[Collection entries]
+===+
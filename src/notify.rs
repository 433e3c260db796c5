//! Outbound notifications. Delivery happens after a transition has been
//! committed and its failure never undoes the transition.

use async_trait::async_trait;
use uuid::Uuid;

use crate::store::OrderStore;

/// A message for one party, addressed by user id until delivery time.
#[derive(Debug, Clone, PartialEq, Eq)]
pub struct Notice {
    pub recipient: Uuid,
    pub subject: String,
    pub body: String,
}

impl Notice {
    pub fn new(recipient: Uuid, subject: impl Into<String>, body: impl Into<String>) -> Self {
        Self {
            recipient,
            subject: subject.into(),
            body: body.into(),
        }
    }
}

#[async_trait]
pub trait Notifier: Send + Sync {
    async fn notify(&self, recipient_address: &str, subject: &str, body: &str)
    -> anyhow::Result<()>;
}

/// Writes notifications to the log instead of sending them anywhere.
#[derive(Debug, Default, Clone, Copy)]
pub struct LogNotifier;

#[async_trait]
impl Notifier for LogNotifier {
    async fn notify(
        &self,
        recipient_address: &str,
        subject: &str,
        body: &str,
    ) -> anyhow::Result<()> {
        tracing::info!(to = %recipient_address, subject = %subject, body = %body, "notification");
        Ok(())
    }
}

/// Best-effort delivery. Failures are logged and swallowed.
pub async fn deliver(store: &dyn OrderStore, notifier: &dyn Notifier, notices: &[Notice]) {
    for notice in notices {
        let address = match store.contact_address(notice.recipient).await {
            Ok(Some(address)) => address,
            Ok(None) => {
                tracing::warn!(
                    user_id = %notice.recipient,
                    subject = %notice.subject,
                    "no contact address, notification dropped"
                );
                continue;
            }
            Err(err) => {
                tracing::warn!(error = %err, user_id = %notice.recipient, "contact lookup failed");
                continue;
            }
        };

        if let Err(err) = notifier
            .notify(&address, &notice.subject, &notice.body)
            .await
        {
            tracing::warn!(
                error = %err,
                to = %address,
                subject = %notice.subject,
                "notification failed"
            );
        }
    }
}
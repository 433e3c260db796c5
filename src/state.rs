use std::sync::Arc;

use crate::{
    clock::{Clock, SystemClock},
    config::EngineConfig,
    notify::{LogNotifier, Notifier},
    store::OrderStore,
};

#[derive(Clone)]
pub struct AppState {
    pub store: Arc<dyn OrderStore>,
    pub notifier: Arc<dyn Notifier>,
    pub clock: Arc<dyn Clock>,
    pub config: EngineConfig,
}

impl AppState {
    pub fn new(store: Arc<dyn OrderStore>, config: EngineConfig) -> Self {
        Self {
            store,
            notifier: Arc::new(LogNotifier),
            clock: Arc::new(SystemClock),
            config,
        }
    }

    pub fn with_notifier(mut self, notifier: Arc<dyn Notifier>) -> Self {
        self.notifier = notifier;
        self
    }

    pub fn with_clock(mut self, clock: Arc<dyn Clock>) -> Self {
        self.clock = clock;
        self
    }
}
+===+
## Instructions for the task
Which of the lines above contain "config"? Return them all.

## Answer area
    config::EngineConfig,
    pub config: EngineConfig,
    pub fn new(store: Arc<dyn OrderStore>, config: EngineConfig) -> Self {
            config,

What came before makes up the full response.